### SOURCE RECORDS
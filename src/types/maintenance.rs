//! Maintenance work item types

use chrono::{DateTime, Utc};
use serde::{Deserialize, Serialize};

/// Maintenance issue severity, ordered least to most urgent.
#[derive(Debug, Clone, Copy, PartialEq, Eq, PartialOrd, Ord, Serialize, Deserialize)]
#[serde(rename_all = "lowercase")]
pub enum Severity {
    Low,
    Medium,
    High,
    Critical,
}

impl std::fmt::Display for Severity {
    fn fmt(&self, f: &mut std::fmt::Formatter<'_>) -> std::fmt::Result {
        match self {
            Self::Low => write!(f, "low"),
            Self::Medium => write!(f, "medium"),
            Self::High => write!(f, "high"),
            Self::Critical => write!(f, "critical"),
        }
    }
}

/// Who opened the record.
#[derive(Debug, Clone, Copy, PartialEq, Eq, Serialize, Deserialize)]
#[serde(rename_all = "snake_case")]
pub enum IssueOrigin {
    /// Opened automatically by the maintenance trigger on a qualifying verdict
    AiPredicted,
    /// Opened by an operator
    Manual,
}

/// Lifecycle status. The pipeline only ever creates `Pending` records;
/// the other states belong to external maintenance workflows.
#[derive(Debug, Clone, Copy, PartialEq, Eq, Serialize, Deserialize)]
#[serde(rename_all = "snake_case")]
pub enum MaintenanceStatus {
    Pending,
    InProgress,
    Resolved,
}

/// A maintenance work item for one vehicle.
#[derive(Debug, Clone, Serialize, Deserialize)]
pub struct MaintenanceRecord {
    pub id: u64,
    pub vehicle_id: u64,
    /// Issue category, e.g. "motor_failure"
    pub issue_type: String,
    pub severity: Severity,
    pub origin: IssueOrigin,
    pub status: MaintenanceStatus,
    pub created_at: DateTime<Utc>,
    pub resolved_at: Option<DateTime<Utc>>,
}

#[cfg(test)]
mod tests {
    use super::*;

    #[test]
    fn test_severity_ordering() {
        assert!(Severity::Critical > Severity::High);
        assert!(Severity::High > Severity::Medium);
        assert!(Severity::Medium > Severity::Low);
    }

    #[test]
    fn test_severity_serializes_lowercase() {
        assert_eq!(
            serde_json::to_string(&Severity::Critical).unwrap(),
            "\"critical\""
        );
        assert_eq!(
            serde_json::to_string(&IssueOrigin::AiPredicted).unwrap(),
            "\"ai_predicted\""
        );
        assert_eq!(
            serde_json::to_string(&MaintenanceStatus::InProgress).unwrap(),
            "\"in_progress\""
        );
    }
}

### EXERCISE
Lines containing the word "Debug": copy every one of them from the records above.

### SOLUTION TO THIS TASK
#[derive(Debug, Clone, Copy, PartialEq, Eq, PartialOrd, Ord, Serialize, Deserialize)]
#[derive(Debug, Clone, Copy, PartialEq, Eq, Serialize, Deserialize)]
#[derive(Debug, Clone, Copy, PartialEq, Eq, Serialize, Deserialize)]
#[derive(Debug, Clone, Serialize, Deserialize)]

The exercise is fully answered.